Lonely, middle-aged academic Philip Goodman (Nyman) hosts a TV show where he unmasks fake mediums and debunks the supernatural. He’s summoned to the caravan home of a long-missing paranormal investigator and then sent on a mission to investigate three supposed incidents of ghost sightings.
The first seems almost straightforward with night watchman Tony Matthews (Paul Whitehouse) haunted by the spirit of a little girl in an abandoned asylum, and then we meet troubled teenager Simon Rifkind (Alex Lawther). He’s an occult-obsessed lad who, late at night in the woods, hits something inexplicable with his car, and by this point Dyson and Nyman are creepily (and wittily) warning us that something here is very wrong.

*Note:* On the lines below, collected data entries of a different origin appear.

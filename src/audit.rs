//! Append-only JSON-lines record of executed statements.

use crate::error::BatchError;
use parking_lot::Mutex;
use serde::{Deserialize, Serialize};
use std::borrow::Cow;
use std::fs::{self, File, OpenOptions};
use std::io::{BufRead, BufReader, Write};
use std::path::{Path, PathBuf};
use std::time::{SystemTime, UNIX_EPOCH};

#[derive(Debug, Clone, Copy, PartialEq, Eq, Serialize, Deserialize)]
#[serde(rename_all = "lowercase")]
pub enum AuditStatus {
    Success,
    Error,
}

#[derive(Debug, Clone, PartialEq, Eq, Serialize, Deserialize)]
pub struct AuditEntry {
    pub timestamp_micros: u64,
    pub table: String,
    pub kind: String,
    pub sql: String,
    pub status: AuditStatus,
    pub duration_micros: u64,
    #[serde(default, skip_serializing_if = "Option::is_none")]
    pub affected_rows: Option<u64>,
    #[serde(default, skip_serializing_if = "Option::is_none")]
    pub error: Option<String>,
}

pub struct StatementAuditLog {
    path: PathBuf,
    file: Mutex<File>,
}

impl StatementAuditLog {
    pub fn open(path: impl Into<PathBuf>) -> Result<Self, BatchError> {
        let path = path.into();
        if let Some(parent) = path.parent().filter(|p| !p.as_os_str().is_empty()) {
            fs::create_dir_all(parent)?;
        }
        let file = OpenOptions::new().create(true).append(true).open(&path)?;
        Ok(Self {
            path,
            file: Mutex::new(file),
        })
    }

    pub fn path(&self) -> &Path {
        &self.path
    }

    pub fn record(&self, entry: &AuditEntry) -> Result<(), BatchError> {
        let mut line =
            serde_json::to_string(entry).map_err(|e| BatchError::Decode(e.to_string()))?;
        line.push('\n');
        let mut file = self.file.lock();
        file.write_all(line.as_bytes())?;
        file.flush()?;
        Ok(())
    }

    pub fn read_entries(path: &Path) -> Result<Vec<AuditEntry>, BatchError> {
        let reader = BufReader::new(File::open(path)?);
        let mut entries = Vec::new();
        for line in reader.lines() {
            let line = line?;
            if line.trim().is_empty() {
                continue;
            }
            entries
                .push(serde_json::from_str(&line).map_err(|e| BatchError::Decode(e.to_string()))?);
        }
        Ok(entries)
    }
}

pub(crate) fn now_micros() -> u64 {
    SystemTime::now()
        .duration_since(UNIX_EPOCH)
        .map(|d| u64::try_from(d.as_micros()).unwrap_or(u64::MAX))
        .unwrap_or(0)
}

/// Cuts `sql` to at most `max_chars` characters, marking the cut with `...`.
pub(crate) fn sql_preview(sql: &str, max_chars: usize) -> Cow<'_, str> {
    match sql.char_indices().nth(max_chars) {
        Some((cut, _)) => Cow::Owned(format!("{}...", &sql[..cut])),
        None => Cow::Borrowed(sql),
    }
}
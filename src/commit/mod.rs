pub mod batch;
pub mod coordinator;
pub mod validation;

pub use batch::{BatchRequest, BatchResult, RowUpdate};
pub use coordinator::{TransactionCoordinator, TransactionState};
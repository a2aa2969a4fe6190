//! Seams between the engine and a concrete database.
//!
//! The coordinator only needs a transactional connection that can run one
//! statement at a time; the edit session additionally needs a page loader.

pub mod postgres;
pub mod sqlite;

use crate::catalog::{PageRequest, TablePage, TableRef};
use crate::error::BatchError;
use async_trait::async_trait;
use thiserror::Error;

#[derive(Debug, Error)]
pub enum BackendError {
    /// The connection could not be opened or went away.
    #[error("{0}")]
    Connection(String),
    /// The database rejected a statement.
    #[error("{0}")]
    Statement(String),
}

/// One database connection able to run a single transaction at a time.
#[async_trait]
pub trait BatchConnection: Send {
    async fn begin(&mut self) -> Result<(), BackendError>;

    /// Runs one statement and returns the number of rows it affected.
    async fn execute(&mut self, sql: &str) -> Result<u64, BackendError>;

    async fn commit(&mut self) -> Result<(), BackendError>;

    async fn rollback(&mut self) -> Result<(), BackendError>;
}

/// Hands out a connection scoped to one batch against `table`.
#[async_trait]
pub trait ConnectionSource: Send + Sync {
    type Connection: BatchConnection;

    async fn acquire(&self, table: &TableRef) -> Result<Self::Connection, BackendError>;
}

/// The page loader contract: column metadata, one page of rows ordered by
/// primary key, and the table's total row count.
#[async_trait]
pub trait PageLoader: Send + Sync {
    async fn load_page(&self, request: &PageRequest) -> Result<TablePage, BatchError>;
}

/// A database usable by an edit session end to end.
pub trait Backend: ConnectionSource + PageLoader {}

impl<T: ConnectionSource + PageLoader> Backend for T {}

pub(crate) fn page_offset(request: &PageRequest) -> Result<i64, BatchError> {
    i64::try_from(request.offset())
        .map_err(|_| BatchError::validation(format!("page {} is out of range", request.page)))
}
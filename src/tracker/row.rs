use crate::catalog::RowKey;
use crate::catalog::types::{ColumnValues, Row};
use serde::{Deserialize, Serialize};
use std::fmt;

/// Client-side identity of a row created in the grid and not yet persisted.
#[derive(Debug, Clone, Copy, PartialEq, Eq, PartialOrd, Ord, Hash, Serialize, Deserialize)]
pub struct TempId(pub(crate) u64);

impl fmt::Display for TempId {
    fn fmt(&self, f: &mut fmt::Formatter<'_>) -> fmt::Result {
        write!(f, "new-{}", self.0)
    }
}

/// Stable row identity. Loaded rows are known by their primary key, new rows
/// by a temporary id, so identities survive reordering and deletion of other
/// rows.
#[derive(Debug, Clone, PartialEq, Eq, PartialOrd, Ord, Serialize, Deserialize)]
pub enum RowId {
    Persisted(RowKey),
    Pending(TempId),
}

impl fmt::Display for RowId {
    fn fmt(&self, f: &mut fmt::Formatter<'_>) -> fmt::Result {
        match self {
            RowId::Persisted(key) => write!(f, "[{key}]"),
            RowId::Pending(temp) => temp.fmt(f),
        }
    }
}

impl From<RowKey> for RowId {
    fn from(key: RowKey) -> Self {
        RowId::Persisted(key)
    }
}

impl From<TempId> for RowId {
    fn from(temp: TempId) -> Self {
        RowId::Pending(temp)
    }
}

#[derive(Debug, Clone, Copy, PartialEq, Eq, Serialize, Deserialize)]
pub enum RowOrigin {
    Existing,
    New,
    Removed,
}

/// Grid indicator for one row.
#[derive(Debug, Clone, Copy, PartialEq, Eq, Serialize, Deserialize)]
#[serde(rename_all = "lowercase")]
pub enum RowStatus {
    Clean,
    Modified,
    Inserted,
    Removed,
}

/// Pending changes of one Existing row. Only present while at least one
/// column differs from `original`.
#[derive(Debug, Clone, PartialEq, Eq)]
pub struct MutationRecord {
    /// Row as loaded, captured on the first edit.
    pub original: Row,
    pub changes: ColumnValues,
}

impl MutationRecord {
    pub(crate) fn new(original: Row) -> Self {
        Self {
            original,
            changes: ColumnValues::new(),
        }
    }
}

#[derive(Debug, Clone, Copy, PartialEq, Eq)]
pub enum CellEditOutcome {
    /// The cell now holds a pending value.
    Changed,
    /// The cell is back at its loaded value and no longer pending.
    Reverted,
    /// Nothing changed: unknown row or column, removed row, or same value.
    Ignored,
}

/// One row as the grid should render it.
#[derive(Debug, Clone, PartialEq)]
pub struct TrackedRow {
    pub id: RowId,
    pub origin: RowOrigin,
    pub status: RowStatus,
    pub values: Row,
}

#[derive(Debug, Clone, Copy, Default, PartialEq, Eq, Serialize, Deserialize)]
#[serde(rename_all = "camelCase")]
pub struct EditStats {
    pub updated: usize,
    pub inserted: usize,
    pub deleted: usize,
    pub total: usize,
    pub has_pending: bool,
}
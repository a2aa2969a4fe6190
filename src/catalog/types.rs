use compact_str::CompactString;
use serde::{Deserialize, Serialize};
use std::cmp::Ordering;
use std::collections::BTreeMap;

/// Column name to value map used for primary-key projections, change sets and
/// insert rows. Ordered by column name so everything built from it is
/// deterministic.
pub type ColumnValues = BTreeMap<String, Value>;

#[derive(Debug, Clone, Serialize, Deserialize, PartialEq, Eq)]
pub enum ColumnType {
    Boolean,
    Integer,
    Float,
    Text,
    /// Anything the engine does not model; values travel as `Value::Raw`.
    Other(String),
}

impl ColumnType {
    /// Classifies a declared type name as reported by PostgreSQL
    /// (`format_type`) or SQLite (`pragma_table_info`).
    pub fn from_declared(declared: &str) -> Self {
        let lowered = declared.trim().to_ascii_lowercase();
        let base = match lowered.find('(') {
            Some(pos) => lowered[..pos].trim_end(),
            None => lowered.as_str(),
        };
        match base {
            "bool" | "boolean" => ColumnType::Boolean,
            "smallint" | "integer" | "int" | "int2" | "int4" | "int8" | "bigint" | "tinyint"
            | "mediumint" | "unsigned big int" | "serial" | "serial2" | "serial4" | "serial8"
            | "smallserial" | "bigserial" => ColumnType::Integer,
            "real" | "float" | "float4" | "float8" | "double" | "double precision" => {
                ColumnType::Float
            }
            "text" | "varchar" | "character varying" | "char" | "character" | "bpchar"
            | "name" | "clob" | "nvarchar" | "nchar" | "citext" => ColumnType::Text,
            _ => ColumnType::Other(declared.trim().to_string()),
        }
    }
}

#[derive(Debug, Clone, Serialize, Deserialize)]
#[serde(untagged)]
pub enum Value {
    Null,
    Boolean(bool),
    Integer(i64),
    Float(f64),
    Text(CompactString),
    /// Pre-rendered text for types outside the modeled scalar set (dates,
    /// numeric, json, arrays). Formatted exactly like `Text`.
    Raw(CompactString),
}

impl Value {
    pub fn text(value: impl Into<CompactString>) -> Self {
        Value::Text(value.into())
    }

    pub fn raw(value: impl Into<CompactString>) -> Self {
        Value::Raw(value.into())
    }

    pub fn is_null(&self) -> bool {
        matches!(self, Value::Null)
    }

    pub fn as_str(&self) -> Option<&str> {
        match self {
            Value::Text(s) | Value::Raw(s) => Some(s.as_str()),
            _ => None,
        }
    }

    fn kind_rank(&self) -> u8 {
        match self {
            Value::Null => 0,
            Value::Boolean(_) => 1,
            Value::Integer(_) | Value::Float(_) => 2,
            Value::Text(_) | Value::Raw(_) => 3,
        }
    }
}

impl PartialEq for Value {
    fn eq(&self, other: &Self) -> bool {
        self.cmp(other) == Ordering::Equal
    }
}

impl Eq for Value {}

impl PartialOrd for Value {
    fn partial_cmp(&self, other: &Self) -> Option<Ordering> {
        Some(self.cmp(other))
    }
}

impl Ord for Value {
    fn cmp(&self, other: &Self) -> Ordering {
        let rank_cmp = self.kind_rank().cmp(&other.kind_rank());
        if rank_cmp != Ordering::Equal {
            return rank_cmp;
        }

        match (self, other) {
            (Value::Null, Value::Null) => Ordering::Equal,
            (Value::Boolean(a), Value::Boolean(b)) => a.cmp(b),
            (Value::Integer(a), Value::Integer(b)) => a.cmp(b),
            (Value::Float(a), Value::Float(b)) => cmp_floats(*a, *b),
            (Value::Integer(a), Value::Float(b)) => cmp_int_float(*a, *b),
            (Value::Float(a), Value::Integer(b)) => cmp_int_float(*b, *a).reverse(),
            (Value::Text(a) | Value::Raw(a), Value::Text(b) | Value::Raw(b)) => a.cmp(b),
            _ => Ordering::Equal,
        }
    }
}

/// Signed zeroes are equal, matching their integer counterpart `0`.
fn cmp_floats(a: f64, b: f64) -> Ordering {
    if a == b { Ordering::Equal } else { a.total_cmp(&b) }
}

/// Exact comparison without rounding `int` through `f64`. NaNs sort like
/// `total_cmp` places them: negative NaN first, positive NaN last.
fn cmp_int_float(int: i64, float: f64) -> Ordering {
    const TWO_POW_63: f64 = 9_223_372_036_854_775_808.0;
    if float.is_nan() {
        return if float.is_sign_negative() {
            Ordering::Greater
        } else {
            Ordering::Less
        };
    }
    if float >= TWO_POW_63 {
        return Ordering::Less;
    }
    if float < -TWO_POW_63 {
        return Ordering::Greater;
    }
    let whole = float.trunc();
    // In range, so the cast is exact.
    match int.cmp(&(whole as i64)) {
        Ordering::Equal => cmp_floats(whole, float),
        unequal => unequal,
    }
}

impl From<bool> for Value {
    fn from(value: bool) -> Self {
        Value::Boolean(value)
    }
}

impl From<i64> for Value {
    fn from(value: i64) -> Self {
        Value::Integer(value)
    }
}

impl From<i32> for Value {
    fn from(value: i32) -> Self {
        Value::Integer(i64::from(value))
    }
}

impl From<f64> for Value {
    fn from(value: f64) -> Self {
        Value::Float(value)
    }
}

impl From<&str> for Value {
    fn from(value: &str) -> Self {
        Value::Text(value.into())
    }
}

impl From<String> for Value {
    fn from(value: String) -> Self {
        Value::Text(value.into())
    }
}

impl<T: Into<Value>> From<Option<T>> for Value {
    fn from(value: Option<T>) -> Self {
        value.map_or(Value::Null, Into::into)
    }
}

/// One row of a loaded page, keyed by column name.
#[derive(Debug, Clone, Default, PartialEq, Eq, Serialize, Deserialize)]
#[serde(transparent)]
pub struct Row {
    values: ColumnValues,
}

impl Row {
    pub fn new() -> Self {
        Self::default()
    }

    pub fn from_map(values: ColumnValues) -> Self {
        Self { values }
    }

    pub fn get(&self, column: &str) -> Option<&Value> {
        self.values.get(column)
    }

    /// Sets a column and returns the previous value.
    pub fn set(&mut self, column: impl Into<String>, value: Value) -> Option<Value> {
        self.values.insert(column.into(), value)
    }

    pub fn with(mut self, column: impl Into<String>, value: impl Into<Value>) -> Self {
        self.values.insert(column.into(), value.into());
        self
    }

    pub fn iter(&self) -> impl Iterator<Item = (&str, &Value)> {
        self.values.iter().map(|(k, v)| (k.as_str(), v))
    }

    pub fn len(&self) -> usize {
        self.values.len()
    }

    pub fn is_empty(&self) -> bool {
        self.values.is_empty()
    }

    pub fn as_map(&self) -> &ColumnValues {
        &self.values
    }

    /// Projects the row onto `columns`; missing columns project to null.
    pub fn project<'a>(&self, columns: impl IntoIterator<Item = &'a str>) -> ColumnValues {
        columns
            .into_iter()
            .map(|c| {
                (
                    c.to_string(),
                    self.values.get(c).cloned().unwrap_or(Value::Null),
                )
            })
            .collect()
    }
}

impl<K: Into<String>> FromIterator<(K, Value)> for Row {
    fn from_iter<I: IntoIterator<Item = (K, Value)>>(iter: I) -> Self {
        Self {
            values: iter.into_iter().map(|(k, v)| (k.into(), v)).collect(),
        }
    }
}

#[cfg(test)]
mod tests {
    use super::{ColumnType, Row, Value};
    use proptest::prelude::*;

    fn arb_value() -> impl Strategy<Value = Value> {
        prop_oneof![
            Just(Value::Null),
            any::<bool>().prop_map(Value::Boolean),
            any::<i64>().prop_map(Value::Integer),
            any::<f64>()
                .prop_filter("finite float only", |v| v.is_finite())
                .prop_map(Value::Float),
            "\\PC{0,32}".prop_map(|s| Value::Text(s.into())),
        ]
    }

    /// Numbers clustered around 2^53 and the ends of the i64 range, where an
    /// `i64 as f64` cast stops being exact.
    fn arb_wide_number() -> impl Strategy<Value = Value> {
        let two_53 = 1i64 << 53;
        prop_oneof![
            (-4i64..=4).prop_map(move |d| Value::Integer(two_53 + d)),
            (-4i64..=4).prop_map(move |d| Value::Float((two_53 + d) as f64)),
            (0i64..=4).prop_map(|d| Value::Integer(i64::MAX - d)),
            (0i64..=4).prop_map(|d| Value::Integer(i64::MIN + d)),
            Just(Value::Float(9_223_372_036_854_775_808.0)),
            Just(Value::Float(-9_223_372_036_854_775_808.0)),
            Just(Value::Float(0.5)),
            Just(Value::Float(-0.0)),
            Just(Value::Integer(0)),
            any::<i64>().prop_map(Value::Integer),
        ]
    }

    proptest! {
        #[test]
        fn wide_numbers_keep_equality_transitive(
            a in arb_wide_number(),
            b in arb_wide_number(),
            c in arb_wide_number(),
        ) {
            if a == b && b == c {
                prop_assert_eq!(&a, &c);
            }
            if a < b && b < c {
                prop_assert!(a < c);
            }
            prop_assert_eq!(a.cmp(&b), b.cmp(&a).reverse());
        }

        #[test]
        fn integer_equals_float_only_when_exact(offset in 0i64..=1024) {
            let int = (1i64 << 53) + offset;
            let float = int as f64;
            let exact = float as i128 == i128::from(int);
            prop_assert_eq!(Value::Integer(int) == Value::Float(float), exact);
        }

        #[test]
        fn json_wire_form_preserves_value(v in arb_value()) {
            let json = serde_json::to_string(&v).expect("encode should succeed");
            let decoded: Value = serde_json::from_str(&json).expect("decode should succeed");
            prop_assert_eq!(v, decoded);
        }

        #[test]
        fn ordering_is_antisymmetric(a in arb_value(), b in arb_value()) {
            prop_assert_eq!(a.cmp(&b), b.cmp(&a).reverse());
        }
    }

    #[test]
    fn wire_form_is_untagged() {
        assert_eq!(serde_json::to_string(&Value::Null).unwrap(), "null");
        assert_eq!(serde_json::to_string(&Value::Boolean(true)).unwrap(), "true");
        assert_eq!(serde_json::to_string(&Value::Integer(-7)).unwrap(), "-7");
        assert_eq!(serde_json::to_string(&Value::text("a'b")).unwrap(), "\"a'b\"");
        assert_eq!(
            serde_json::to_string(&Value::raw("2024-01-01")).unwrap(),
            "\"2024-01-01\""
        );
    }

    #[test]
    fn integers_and_floats_compare_numerically() {
        assert_eq!(Value::Integer(3), Value::Float(3.0));
        assert!(Value::Integer(2) < Value::Float(2.5));
        assert_ne!(Value::Integer(1), Value::text("1"));
    }

    #[test]
    fn integers_past_two_pow_53_do_not_collapse_onto_floats() {
        let float = Value::Float(9_007_199_254_740_992.0);
        assert_eq!(Value::Integer(9_007_199_254_740_992), float);
        assert_ne!(Value::Integer(9_007_199_254_740_993), float);
        assert!(Value::Integer(9_007_199_254_740_993) > float);
        assert!(Value::Integer(i64::MAX) < Value::Float(9_223_372_036_854_775_808.0));
        assert_eq!(Value::Integer(i64::MIN), Value::Float(-9_223_372_036_854_775_808.0));
        assert_eq!(Value::Float(-0.0), Value::Integer(0));
        assert_eq!(Value::Float(-0.0), Value::Float(0.0));
        assert!(Value::Integer(-1) < Value::Float(-0.5));
    }

    #[test]
    fn raw_and_text_with_same_content_are_equal() {
        assert_eq!(Value::raw("12.50"), Value::text("12.50"));
    }

    #[test]
    fn declared_types_are_classified() {
        assert_eq!(ColumnType::from_declared("boolean"), ColumnType::Boolean);
        assert_eq!(ColumnType::from_declared("INTEGER"), ColumnType::Integer);
        assert_eq!(ColumnType::from_declared("bigint"), ColumnType::Integer);
        assert_eq!(
            ColumnType::from_declared("double precision"),
            ColumnType::Float
        );
        assert_eq!(
            ColumnType::from_declared("character varying(100)"),
            ColumnType::Text
        );
        assert_eq!(
            ColumnType::from_declared("interval"),
            ColumnType::Other("interval".into())
        );
        assert_eq!(
            ColumnType::from_declared("numeric(10,2)"),
            ColumnType::Other("numeric(10,2)".into())
        );
    }

    #[test]
    fn projection_fills_missing_columns_with_null() {
        let row = Row::new().with("id", 1).with("name", "a");
        let key = row.project(["id", "tenant"]);
        assert_eq!(key.get("id"), Some(&Value::Integer(1)));
        assert_eq!(key.get("tenant"), Some(&Value::Null));
        assert_eq!(key.len(), 2);
    }
}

No less than Martin Freeman stars in the third story as Mike Priddle, a rich financier plagued by a poltergeist after the birth of his child. This section includes the most terrifying moment in the whole film and, perhaps, the apparent breakdown of the narrative itself. At any rate, what happens hereafter can’t properly be explained, just like the best ghost stories. Although there are glimmers of, say, John Carpenter’s In the Mouth of Madness, they don’t detract from the memorable atmosphere of extreme unease.